Una serie di sistemi di spaccio strutturati in modo dinamico e frammentato, studiati per garantire rifornimenti costanti e ridurre il rischio di interventi delle forze dell’ordine, è stata disarticolata dalla polizia di Stato nella periferia est della Capitale.
Negli ultimi giorni sono quattro i pusher arrestati, oltre a una quinta persona fermata per tentata rapina. Le modalità di occultamento della droga variavano dalle siepi ai vani ricavati nelle autovetture, fino alle cassette postali utilizzate come depositi temporanei. Elementi che, secondo gli investigatori, delineano un sistema di spaccio basato sulla frammentazione delle scorte e sulla rapidità delle cessioni per eludere controlli e sequestri. Il primo arresto ha riguardato un 23enne originario di Tivoli. In piazza Pio Pecchiai, area già attenzionata per il fenomeno dei furti ai danni di veicoli in sosta, il giovane ha attirato l’attenzione di una pattuglia del commissariato Torpignattara per il comportamento nervoso mostrato durante un controllo. La successiva perquisizione veicolare e domiciliare ha permesso di ricostruire un’attività di confezionamento di cocaina in abitazione e successiva distribuzione in strada con modalità “delivery”. Sono stati sequestrati oltre 30 involucri di cocaina e 430 euro in contanti, ritenuti provento dell’attività di spaccio.
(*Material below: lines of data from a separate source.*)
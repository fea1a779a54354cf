//! The log router: bounded history, source registry and filtered rendering.
//!
//! The router is owned by a single task. Records and control calls from
//! other threads reach it through [`super::service::RouterHandle`].
use super::format::{strip_timestamp, to_plain, TIMESTAMP_LEN};
use super::history::HistoryBuffer;
use super::record::{LogRecord, Severity};
use super::registry::{SourceEntry, SourceId, SourceRegistry};
use super::sink::{RenderLine, RenderSink, SinkError};
use crate::config::RouterConfig;
use rand::seq::SliceRandom;
use std::borrow::Cow;
use std::io::Write;
use std::path::Path;
use tracing::warn;

/// Target for the router's own diagnostics. Events on this target go to
/// stderr and are never routed back into a router.
pub const FALLBACK_TARGET: &str = "log_router::fallback";

/// What happened to an emitted record.
#[derive(Debug, Clone, Copy, PartialEq, Eq)]
pub enum EmitOutcome {
    /// Stored and forwarded to the sink.
    Rendered,
    /// Stored but filtered out of the view.
    Hidden,
    /// Dropped because the source's handler was detached.
    Detached,
    /// Stored, but the sink was gone; the source has been detached.
    SinkUnavailable,
}

/// Rendering options. Never affects what is stored.
#[derive(Debug, Clone, PartialEq, Eq)]
pub struct DisplayState {
    pub threshold: Severity,
    pub show_timestamps: bool,
    pub autoscroll: bool,
}

pub struct LogRouter<S: RenderSink> {
    history: HistoryBuffer,
    registry: SourceRegistry,
    display: DisplayState,
    sink: S,
    config: RouterConfig,
}

impl<S: RenderSink> LogRouter<S> {
    pub fn new(config: RouterConfig, sink: S) -> Self {
        Self {
            history: HistoryBuffer::new(config.capacity),
            registry: SourceRegistry::new(),
            display: DisplayState {
                threshold: config.default_severity,
                show_timestamps: config.show_timestamps,
                autoscroll: config.autoscroll,
            },
            sink,
            config,
        }
    }

    /// Registers a source, visible and attached. Registering a known name
    /// returns its existing id and changes nothing. The first source to
    /// register sets the severity threshold.
    pub fn register_source(&mut self, name: &str, initial_severity: Severity) -> SourceId {
        let (id, added) = self.registry.register(name, initial_severity);
        if added && self.registry.len() == 1 {
            self.display.threshold = initial_severity;
        }
        id
    }

    /// Stores a record and renders it if its source is visible and it
    /// meets the threshold. Unknown sources are registered on the fly.
    pub fn emit(&mut self, record: LogRecord) -> EmitOutcome {
        let attached = match self.registry.get(&record.source_name) {
            Some(entry) => entry.attached,
            None => {
                self.register_source(&record.source_name, self.config.default_severity);
                true
            }
        };
        if !attached {
            return EmitOutcome::Detached;
        }

        let outcome = if is_shown(&self.registry, &self.display, &record) {
            match forward(&mut self.sink, &self.display, &record) {
                Ok(()) => EmitOutcome::Rendered,
                Err(err) => {
                    warn!(
                        target: FALLBACK_TARGET,
                        source = %record.source_name,
                        "Logger issue: {}; detaching source",
                        err
                    );
                    self.registry.detach(&record.source_name);
                    EmitOutcome::SinkUnavailable
                }
            }
        } else {
            EmitOutcome::Hidden
        };

        self.history.push(record);
        outcome
    }

    pub fn set_severity_threshold(&mut self, level: Severity) -> usize {
        self.display.threshold = level;
        self.rerender()
    }

    /// Changes whether a source is shown. The view is refreshed only by a
    /// later `rerender`. Returns `false` for an unknown source.
    pub fn toggle_source_visibility(&mut self, name: &str, visible: bool) -> bool {
        self.registry.set_visible(name, visible)
    }

    /// Clears the sink and replays the history through the current
    /// filters. Returns the number of records rendered.
    pub fn rerender(&mut self) -> usize {
        if !self.sink.is_alive() {
            warn!(target: FALLBACK_TARGET, "Logger issue: render sink gone, skipping rerender");
            return 0;
        }
        if let Err(err) = self.sink.clear() {
            warn!(target: FALLBACK_TARGET, "Logger issue: {}", err);
            return 0;
        }

        let mut rendered = 0;
        for record in self.history.iter() {
            if !is_shown(&self.registry, &self.display, record) {
                continue;
            }
            if let Err(err) = forward(&mut self.sink, &self.display, record) {
                warn!(target: FALLBACK_TARGET, "Logger issue: {}", err);
                break;
            }
            rendered += 1;
        }
        rendered
    }

    pub fn toggle_timestamps(&mut self, show: bool) -> usize {
        self.display.show_timestamps = show;
        self.rerender()
    }

    pub fn toggle_autoscroll(&mut self, enabled: bool) {
        self.display.autoscroll = enabled;
    }

    /// Names of the visible sources, in registration order.
    pub fn checked_sources(&self) -> Vec<&str> {
        self.registry.checked()
    }

    /// Title describing the active filter, e.g. `Log  (filter >= info)`.
    pub fn title(&self) -> String {
        format!(
            "Log  (filter >= {})",
            self.display.threshold.as_str().to_lowercase()
        )
    }

    /// Clears the view only; the history is kept and comes back on the
    /// next rerender.
    pub fn clear_view(&mut self) {
        if let Err(err) = self.sink.clear() {
            warn!(target: FALLBACK_TARGET, "Logger issue: {}", err);
        }
    }

    /// Stops forwarding for a source. Its later records are dropped.
    pub fn detach_source(&mut self, name: &str) -> bool {
        self.registry.detach(name)
    }

    /// Detaches every source, as on shutdown.
    pub fn detach_all(&mut self) -> usize {
        let names: Vec<String> = self.registry.names().map(str::to_string).collect();
        names
            .iter()
            .filter(|name| self.registry.detach(name))
            .count()
    }

    /// Renders every configured tip. Tips are not stored in the history.
    pub fn print_tips(&mut self) {
        let pad = " ".repeat(TIMESTAMP_LEN);
        let lines: Vec<String> = self
            .config
            .tips
            .iter()
            .map(|tip| {
                format!(
                    "<span class=\"INFO\">{} \u{2022} {} </span>",
                    pad,
                    html_escape::encode_text(tip)
                )
            })
            .collect();

        for line in lines {
            self.announce(&line);
        }
    }

    /// Renders the welcome banner with one random tip.
    pub fn welcome_message(&mut self) {
        let tip = self
            .config
            .tips
            .choose(&mut rand::thread_rng())
            .map(|tip| {
                format!(
                    "<br><b>Tip: </b> {}",
                    html_escape::encode_text(tip)
                )
            })
            .unwrap_or_default();

        let text = format!(
            "<span class=\"INFO\"><h3>{}</h3> v{}</span>{}",
            html_escape::encode_text(&self.config.welcome_title),
            env!("CARGO_PKG_VERSION"),
            tip
        );
        self.announce(&text);
    }

    /// Records currently passing both filters, oldest first.
    pub fn visible_records(&self) -> impl Iterator<Item = &LogRecord> + '_ {
        self.history
            .iter()
            .filter(move |record| is_shown(&self.registry, &self.display, record))
    }

    /// Writes the visible records as plain text, one per line, timestamps
    /// included. Multi-line messages are joined onto their record's line.
    /// Returns the number of records written.
    pub fn export(&self, path: impl AsRef<Path>) -> std::io::Result<usize> {
        let mut file = std::io::BufWriter::new(std::fs::File::create(path)?);
        let mut written = 0;
        for record in self.visible_records() {
            let text = to_plain(&record.rendered_text);
            let rows: Vec<&str> = text
                .lines()
                .map(str::trim_end)
                .filter(|row| !row.is_empty())
                .collect();
            writeln!(file, "{}", rows.join(" "))?;
            written += 1;
        }
        file.flush()?;
        Ok(written)
    }

    pub fn sources(&self) -> impl Iterator<Item = (&str, &SourceEntry)> + '_ {
        self.registry.iter()
    }

    pub fn history(&self) -> &HistoryBuffer {
        &self.history
    }

    pub fn registry(&self) -> &SourceRegistry {
        &self.registry
    }

    pub fn display(&self) -> &DisplayState {
        &self.display
    }

    pub fn config(&self) -> &RouterConfig {
        &self.config
    }

    pub fn sink(&self) -> &S {
        &self.sink
    }

    pub fn sink_mut(&mut self) -> &mut S {
        &mut self.sink
    }

    /// Renders a line that belongs to no source and is not stored.
    fn announce(&mut self, markup: &str) {
        if !self.sink.is_alive() {
            return;
        }
        let line = RenderLine {
            source: None,
            severity: None,
            markup,
        };
        if let Err(err) = self.sink.append(&line, self.display.autoscroll) {
            warn!(target: FALLBACK_TARGET, "Logger issue: {}", err);
        }
    }
}

fn is_shown(registry: &SourceRegistry, display: &DisplayState, record: &LogRecord) -> bool {
    registry.is_visible(&record.source_name) && record.severity >= display.threshold
}

fn forward<S: RenderSink>(
    sink: &mut S,
    display: &DisplayState,
    record: &LogRecord,
) -> Result<(), SinkError> {
    if !sink.is_alive() {
        return Err(SinkError::Unavailable);
    }

    let markup = if display.show_timestamps {
        Cow::Borrowed(record.rendered_text.as_str())
    } else {
        strip_timestamp(&record.rendered_text)
    };

    let line = RenderLine {
        source: Some(&record.source_name),
        severity: Some(record.severity),
        markup: &markup,
    };
    sink.append(&line, display.autoscroll)
}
Rifornivano invece le piazze di spaccio del Quarticciolo tre giovani di origine nordafricana, intercettati dalle Volanti. I tre operavano secondo uno schema coordinato, prelevando le dosi da nascondigli ricavati nel verde o, in alcuni casi, nelle cassette postali condominiali, per poi consegnarle direttamente ai clienti. Nel complesso sono state sequestrate 321 dosi tra crack e cocaina. Nelle stesse ore è stata arrestata per tentata rapina una 52enne italiana. La donna era stata sorpresa da un dipendente mentre sottraeva merce da un’azienda in via Alvari. È stata bloccata da un agente delle Volanti libero dal servizio, che, in contatto con la sala operativa, ha riportato la situazione sotto controllo in attesa dell’arrivo di una pattuglia. La donna è stata trovata in possesso di quattro bottiglie di vino, una collezione di figurine, una maglietta, un mazzo di chiavi, un paio di occhiali e un accendino utilizzato per minacciare il dipendente intervenuto. Tutti gli arresti sono stati convalidati dall’Autorità giudiziaria.